**BRIEF**
Search the records that follow and extract every line containing the string "Result".

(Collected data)
◆ ◆ ◆ ◆ ◆

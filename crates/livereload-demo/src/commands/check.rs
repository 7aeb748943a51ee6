//! `livereload-demo check` command implementation.

use std::path::{Path, PathBuf};

use clap::Args;
use livereload::{LiveReloadSettings, PatternMatcher, WatchConfig};
use livereload_config::{CliSettings, Config};

use crate::error::CliError;
use crate::output::Output;

/// Arguments for the check command.
#[derive(Args)]
pub(crate) struct CheckArgs {
    /// Path to configuration file (default: auto-discover livereload.toml).
    #[arg(short, long)]
    config: Option<PathBuf>,

    /// Directory to watch; repeat for several (overrides config).
    #[arg(long = "root", value_name = "DIR")]
    roots: Vec<PathBuf>,

    /// Paths to check.
    #[arg(required = true)]
    paths: Vec<PathBuf>,
}

/// Verdict for one checked path.
#[derive(Debug, PartialEq, Eq)]
enum Verdict {
    Reload { root: PathBuf },
    Ignored,
}

impl CheckArgs {
    /// Execute the check command.
    ///
    /// # Errors
    ///
    /// Returns an error if configuration fails or a path cannot be resolved.
    pub(crate) fn execute(self) -> Result<(), CliError> {
        let output = Output::new();

        let cli_settings = CliSettings {
            roots: (!self.roots.is_empty()).then(|| self.roots.clone()),
            ..CliSettings::default()
        };
        let config = Config::load(self.config.as_deref(), Some(&cli_settings))?;

        let mut watch = LiveReloadSettings::from_config(&config).watch;
        watch.roots = watch
            .roots
            .iter()
            .map(std::path::absolute)
            .collect::<Result<_, _>>()?;

        let matcher = PatternMatcher::from_config(&watch);
        for rejected in matcher.rejected() {
            output.warning(&format!("Skipped {rejected}"));
        }

        for path in &self.paths {
            let absolute = std::path::absolute(path)?;
            match check_path(&watch, &matcher, &absolute, absolute.is_dir()) {
                Verdict::Reload { root } => output.success(&format!(
                    "reload   {} (root: {})",
                    path.display(),
                    root.display()
                )),
                Verdict::Ignored => output.muted(&format!("ignored  {}", path.display())),
            }
        }

        Ok(())
    }
}

fn check_path(watch: &WatchConfig, matcher: &PatternMatcher, path: &Path, is_dir: bool) -> Verdict {
    match watch.relevant_root(matcher, path, is_dir) {
        Some(root) => Verdict::Reload {
            root: root.to_path_buf(),
        },
        None => Verdict::Ignored,
    }
}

◆ ◆ ◆ ◆ ◆

**RESPONSE BOX**
    pub(crate) fn execute(self) -> Result<(), CliError> {
            .collect::<Result<_, _>>()?;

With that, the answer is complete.